For some of us, it’s that frenzy time of the year (again): college applications. I’m extra familiar with this topic because this is my second year applying for US universities. Up until then, I had considered myself a competent student. I had really good grades, and participated in lots of extracurricular activities – dominating a few of them. When college applications time came around, I was pretty confident. I applied to a total of 13 US universities – and I received a rejection letter for every one of them.
When I got over the shock, I scrutinized every mistake I had made to lead to my ‘disastrous’ result: I did not have a great IB (International Baccalaureate) score, I applied for financial aid to all the colleges, I didn’t apply for any ‘safeties’ – the list goes on. There were several things (and people) that I could blame on my failure to get accepted into a college, and I suppose that made me feel less guilty at the time.
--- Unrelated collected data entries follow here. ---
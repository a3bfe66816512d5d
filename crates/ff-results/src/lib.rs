//! ff-results: run cache with front and field series storage.

pub mod hash;
pub mod store;
pub mod types;

pub use hash::compute_run_id;
pub use store::RunStore;
pub use types::*;

pub type ResultsResult<T> = Result<T, ResultsError>;

#[derive(thiserror::Error, Debug)]
pub enum ResultsError {
    #[error("I/O error: {0}")]
    Io(#[from] std::io::Error),

    #[error("JSON error: {0}")]
    Json(#[from] serde_json::Error),

    #[error("Run not found: {run_id}")]
    RunNotFound { run_id: String },

    #[error("Invalid path: {message}")]
    InvalidPath { message: String },
}
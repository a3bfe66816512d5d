//! Field-update stage: explicit diffusion through the frozen shell.

use rayon::prelude::*;

/// Interior rows at least this long are updated on the rayon pool.
pub const PARALLEL_THRESHOLD: usize = 8192;

#[inline]
fn ftcs(prev: &[f64], i: usize, r: f64) -> f64 {
    (1.0 - 2.0 * r) * prev[i] + r * (prev[i + 1] + prev[i - 1])
}

/// Write the temperature column for the next step.
///
/// `prev` is the completed column of the current step and is only read;
/// `next` is overwritten in full. Cells at or beyond `front_index` are liquid
/// or on the front and are held at 0. `outer` is the imposed surface value, or
/// `None` for a zero-gradient surface.
pub fn advance_field(
    prev: &[f64],
    next: &mut [f64],
    front_index: usize,
    r: f64,
    outer: Option<f64>,
) {
    let m = prev.len();
    debug_assert_eq!(next.len(), m);
    debug_assert!(m >= 3);
    let i_s = front_index.clamp(1, m - 1);

    if let Some(v) = outer {
        next[0] = v;
    }
    next[i_s..].fill(0.0);

    let interior = &mut next[1..i_s];
    if interior.len() >= PARALLEL_THRESHOLD {
        interior
            .par_iter_mut()
            .enumerate()
            .for_each(|(k, cell)| *cell = ftcs(prev, k + 1, r));
    } else {
        for (k, cell) in interior.iter_mut().enumerate() {
            *cell = ftcs(prev, k + 1, r);
        }
    }

    // Stefan condition at the interface cell
    next[i_s] = 0.0;

    if outer.is_none() {
        next[0] = next[1];
    }
}
//! ff-core: stable foundation for frostfront.
//!
//! Contains:
//! - units (uom SI types + constructors for droplet material properties)
//! - numeric (Real + tolerances + float guards)
//! - error (shared error types)
//! - timing (opt-in wall-clock timers)

pub mod error;
pub mod numeric;
pub mod timing;
pub mod units;

pub use error::{FfError, FfResult};
pub use numeric::*;
pub use units::*;
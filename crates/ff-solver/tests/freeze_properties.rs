//! Invariants of the freezing-front solver.

use ff_solver::{
    BoundaryCondition, FreezeConfig, GridSpec, SolverError, StabilityPolicy, solve_freeze,
    solve_freeze_with_observer,
};

fn coarse(epsilon: f64, tstop: f64) -> FreezeConfig {
    let mut cfg = FreezeConfig {
        grid: GridSpec {
            tstop,
            xstop: 1.0,
            dt: 1e-3,
            dx: 0.05,
        },
        ..FreezeConfig::default()
    };
    cfg.physical.epsilon = epsilon;
    cfg
}

#[test]
fn outer_boundary_is_always_one() {
    let sol = solve_freeze(&coarse(0.1, 0.5)).unwrap();
    for (_, col) in sol.columns() {
        assert_eq!(col[0], 1.0);
    }
}

#[test]
fn liquid_region_is_held_at_zero() {
    let sol = solve_freeze(&coarse(0.1, 0.5)).unwrap();
    for j in 0..sol.n() - 1 {
        let col = sol.column(j + 1).unwrap();
        let i_s = sol.front_index[j];
        assert!(
            col[i_s..].iter().all(|&u| u == 0.0),
            "non-zero liquid cell at step {}",
            j + 1
        );
    }
}

#[test]
fn front_stays_within_domain() {
    for epsilon in [0.01, 0.1, 1.0] {
        let sol = solve_freeze(&coarse(epsilon, 0.5)).unwrap();
        assert_eq!(sol.s[0], 1.0);
        for &sj in &sol.s[1..] {
            assert!(sj >= sol.dx && sj <= 1.0, "front {sj} out of range");
        }
    }
}

#[test]
fn front_recedes_monotonically_in_stable_runs() {
    let sol = solve_freeze(&coarse(0.1, 0.5)).unwrap();
    assert!(sol.s.windows(2).all(|w| w[1] <= w[0]));
    assert!(sol.du_dx.iter().all(|&g| g >= 0.0));
}

#[test]
fn physical_time_increases() {
    let sol = solve_freeze(&coarse(0.1, 0.2)).unwrap();
    assert!(sol.t_char_s > 0.0);
    assert!(sol.t_phys_s.windows(2).all(|w| w[1] > w[0]));
    assert_eq!(sol.t_phys_s[0], 0.0);
}

#[test]
fn physical_radius_is_front_times_droplet_radius() {
    let cfg = coarse(0.1, 0.2);
    let radius = cfg.physical.radius.value;
    let sol = solve_freeze(&cfg).unwrap();
    for (r_i, sj) in sol.r_i_m.iter().zip(&sol.s) {
        assert!((r_i / radius - sj).abs() < 1e-12);
    }
    assert_eq!(sol.x_phys_m[0], radius);
    assert_eq!(sol.x_phys_m[sol.m() - 1], 0.0);
}

#[test]
fn vanishing_diffusivity_barely_moves_the_front() {
    let sol = solve_freeze(&coarse(1e-6, 0.5)).unwrap();
    // a short surface transient, then almost nothing
    let after_transient = sol.s[5];
    assert!(after_transient > 1.0 - 2.0 * sol.dx);
    assert!(sol.ds_dt[5..].iter().all(|v| v.abs() < 1e-2));
    assert!(after_transient - sol.final_front() < 2e-3);
    assert_eq!(sol.frozen_at_step, None);
}

#[test]
fn larger_epsilon_freezes_further() {
    let finals: Vec<f64> = [0.001, 0.01, 0.1, 0.5, 1.0]
        .iter()
        .map(|&eps| solve_freeze(&coarse(eps, 0.5)).unwrap().final_front())
        .collect();
    assert!(finals.windows(2).all(|w| w[1] <= w[0]), "{finals:?}");
    assert!(finals[0] > finals[1] && finals[1] > finals[2] && finals[2] > finals[3]);
}

#[test]
fn unstable_step_is_rejected() {
    let mut cfg = coarse(1.0, 0.05);
    cfg.grid.dt = 0.005;
    assert!(matches!(
        solve_freeze(&cfg),
        Err(SolverError::Unstable { .. })
    ));
}

#[test]
fn forced_unstable_run_blows_up() {
    let mut cfg = coarse(1.0, 0.05);
    cfg.grid.dt = 0.005;
    cfg.stability = StabilityPolicy::Warn;
    let sol = solve_freeze(&cfg).unwrap();
    assert!(sol.r > 0.5);

    let peaks: Vec<f64> = sol
        .columns()
        .map(|(_, col)| col.iter().fold(0.0_f64, |acc, u| acc.max(u.abs())))
        .collect();
    assert!(peaks[1..].windows(2).all(|w| w[1] > w[0]), "{peaks:?}");
    assert!(peaks[peaks.len() - 1] > 1e3);
}

#[test]
fn front_is_pinned_once_it_reaches_the_center() {
    let sol = solve_freeze(&coarse(1.0, 0.3)).unwrap();
    let frozen = sol.frozen_at_step.expect("droplet should freeze");
    assert!(frozen < sol.n() - 1);
    assert!(sol.s[frozen - 1] > sol.dx);
    assert!(sol.s[frozen..].iter().all(|&sj| sj == sol.dx));

    let t_freeze = sol.freeze_time_s.unwrap();
    assert_eq!(t_freeze, sol.t_phys_s[frozen]);

    // field keeps evolving behind the pinned front
    let last = sol.column(sol.n() - 1).unwrap();
    assert_eq!(last[0], 1.0);
    assert!(last[sol.m() - 2..].iter().all(|&u| u == 0.0));
}

#[test]
fn pinned_front_still_reports_stefan_velocity() {
    let sol = solve_freeze(&coarse(1.0, 0.3)).unwrap();
    let frozen = sol.frozen_at_step.expect("droplet should freeze");
    let last = sol.n() - 1;

    for j in frozen..last {
        assert_eq!(sol.s[j], sol.dx);
        assert_eq!(sol.s[j + 1], sol.dx);
        assert_eq!(sol.ds_dt[j], -sol.du_dx[j] / sol.dx);
    }
    assert!(sol.ds_dt[frozen..last].iter().any(|&v| v != 0.0));
    assert_eq!(sol.ds_dt[last], 0.0);
}

#[test]
fn non_finite_surface_value_aborts_the_solve() {
    let mut cfg = coarse(0.1, 0.2);
    cfg.outer_boundary =
        BoundaryCondition::time_function(|t| if t > 0.1 { f64::NAN } else { 1.0 });
    assert!(matches!(
        solve_freeze(&cfg),
        Err(SolverError::Numeric { .. })
    ));
}

#[test]
fn reference_run_holds_its_invariants() {
    let mut cfg = FreezeConfig {
        grid: GridSpec {
            tstop: 5.0,
            xstop: 1.0,
            dt: 1.125e-5,
            dx: 0.005,
        },
        ..FreezeConfig::default()
    };
    cfg.physical.epsilon = 0.01;
    cfg.physical.radius = ff_core::m(1e-5);
    cfg.physical.density = ff_core::kg_per_m3(920.0);
    cfg.physical.specific_heat = ff_core::j_per_kg_k(2100.0);
    cfg.physical.conductivity = ff_core::w_per_m_k(2.2);
    cfg.record_every = 50_000;

    let mut surface_ok = true;
    let sol = solve_freeze_with_observer(&cfg, |ev| {
        surface_ok &= ev.column[0] == 1.0;
    })
    .unwrap();

    assert!(surface_ok);
    assert_eq!(sol.s[0], 1.0);
    assert!(sol.s[..=100].windows(2).all(|w| w[1] <= w[0]));
    assert!(sol.final_front() >= 0.005);
    assert_eq!(sol.n(), 444_445);
    assert!((sol.t_char_s - 1e-10 * 920.0 * 2100.0 / 2.2).abs() < 1e-15);
}

#[test]
fn time_varying_surface_is_honoured() {
    let mut cfg = coarse(0.1, 0.2);
    cfg.outer_boundary = BoundaryCondition::time_function(|t| if t < 0.1 { 1.0 } else { 0.5 });
    let sol = solve_freeze(&cfg).unwrap();
    assert_eq!(sol.column(50).unwrap()[0], 1.0);
    assert_eq!(sol.column(150).unwrap()[0], 0.5);
}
At the end of the day, however, there is no one to blame but myself. No one made me do anything, and no one ever can. My mistake was narrowing my college list on only the top-notch elite universities that I, along with my family, believed would give me the best opportunities in my future. Real life is obviously not that simple. A ticket to a great college does not mean a ticket to success. Nothing, and no college, can ever change the person that you are inside. It is nothing more but a means for you to receive your higher education.
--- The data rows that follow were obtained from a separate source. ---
//! Run configuration schema.

use ff_core::units::ice;
use serde::{Deserialize, Serialize};

#[derive(Debug, Clone, Serialize, Deserialize, PartialEq)]
pub struct RunConfigDef {
    #[serde(default = "default_version")]
    pub version: u32,
    pub name: String,
    #[serde(default)]
    pub grid: GridDef,
    #[serde(default)]
    pub physical: PhysicalDef,
    #[serde(default)]
    pub outer_boundary: BoundaryDef,
    #[serde(default)]
    pub stability: StabilityDef,
    #[serde(default = "default_record_every")]
    pub record_every: usize,
    #[serde(default, skip_serializing_if = "Option::is_none")]
    pub sweep: Option<SweepDef>,
}

fn default_version() -> u32 {
    crate::validate::LATEST_VERSION
}

fn default_record_every() -> usize {
    1
}

impl RunConfigDef {
    pub fn new(name: impl Into<String>) -> Self {
        Self {
            version: default_version(),
            name: name.into(),
            grid: GridDef::default(),
            physical: PhysicalDef::default(),
            outer_boundary: BoundaryDef::default(),
            stability: StabilityDef::default(),
            record_every: default_record_every(),
            sweep: None,
        }
    }
}

/// Nondimensional grid extents and steps.
#[derive(Debug, Clone, Copy, Serialize, Deserialize, PartialEq)]
pub struct GridDef {
    pub tstop: f64,
    #[serde(default = "default_xstop")]
    pub xstop: f64,
    pub dt: f64,
    pub dx: f64,
}

fn default_xstop() -> f64 {
    1.0
}

impl Default for GridDef {
    fn default() -> Self {
        Self {
            tstop: 5.0,
            xstop: 1.0,
            dt: 1.125e-5,
            dx: 0.005,
        }
    }
}

#[derive(Debug, Clone, Copy, Serialize, Deserialize, PartialEq)]
pub struct PhysicalDef {
    pub epsilon: f64,
    pub radius_m: f64,
    pub density_kg_m3: f64,
    pub specific_heat_j_per_kg_k: f64,
    pub conductivity_w_per_m_k: f64,
}

impl Default for PhysicalDef {
    fn default() -> Self {
        Self {
            epsilon: 0.01,
            radius_m: 1e-5,
            density_kg_m3: ice::DENSITY_KG_M3,
            specific_heat_j_per_kg_k: ice::SPECIFIC_HEAT_J_KG_K,
            conductivity_w_per_m_k: ice::CONDUCTIVITY_W_M_K,
        }
    }
}

/// Surface condition. Time-dependent surfaces are only available through the
/// library API.
#[derive(Debug, Clone, Copy, Serialize, Deserialize, PartialEq)]
#[serde(tag = "type")]
pub enum BoundaryDef {
    Constant { value: f64 },
    Reflective,
}

impl Default for BoundaryDef {
    fn default() -> Self {
        Self::Constant { value: 1.0 }
    }
}

#[derive(Debug, Clone, Copy, Serialize, Deserialize, PartialEq, Eq, Default)]
#[serde(rename_all = "snake_case")]
pub enum StabilityDef {
    #[default]
    Reject,
    Warn,
}

#[derive(Debug, Clone, Copy, Serialize, Deserialize, PartialEq, Eq)]
#[serde(rename_all = "snake_case")]
pub enum SweepParameterDef {
    Radius,
    Conductivity,
    Density,
    SpecificHeat,
    Epsilon,
}

#[derive(Debug, Clone, Copy, Serialize, Deserialize, PartialEq, Eq, Default)]
#[serde(rename_all = "snake_case")]
pub enum SpacingDef {
    #[default]
    Linear,
    Logarithmic,
}

/// One-parameter sensitivity sweep, bounds in SI units.
#[derive(Debug, Clone, Copy, Serialize, Deserialize, PartialEq)]
pub struct SweepDef {
    pub parameter: SweepParameterDef,
    pub start: f64,
    pub end: f64,
    pub num_points: usize,
    #[serde(default)]
    pub spacing: SpacingDef,
}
In many ways, I am glad this unexpected turn gave me the time to reflect upon myself. This bridge year has not ‘changed’ me: I am still the same person. But my intrinsic interests and outlook on life have changed (I have spend this year learning and educating myself; I plan to travel more next year). I can now list a number of things that I truly enjoy doing outside school. I no longer fear that I’m not ‘social’ enough – I’m one step closer to accepting myself. Yes, I am still insecure, shy, naive in many ways, and whatnot. But my life is no longer confined to one vision. I know that there are endless opportunities for everyone out there, and it will be me who discovers them, not my college name.
As of right now, I can’t lie – I am quite anxious about writing my college essays. I have written a dozen drafts and listed endless ideas for just a few essays, and it’s only the beginning. But that’s alright – I am doing it more for myself than for the colleges I am applying to. The only person I should be proving myself to is myself. Because ultimately, your happiness and satisfaction is what matters. College is just a name – the social setting, campus, geographic perks, and everything else that comprises the whole feel of the environment besides the academics is what matters. If you could move to any city in the world, you don’t look for the one with the best job offer and discard everything else. You take into account all the factors that you know will make you happy in that place, and choose the one that fits you best.
Lately, I have been living by quotes that remind me of what makes life meaningful. This is one that I saw on a friend’s wall:
“Happiness is in the heart, not in the circumstances.”
In other words – even when life is shit, how you choose to react to it is what truly matters.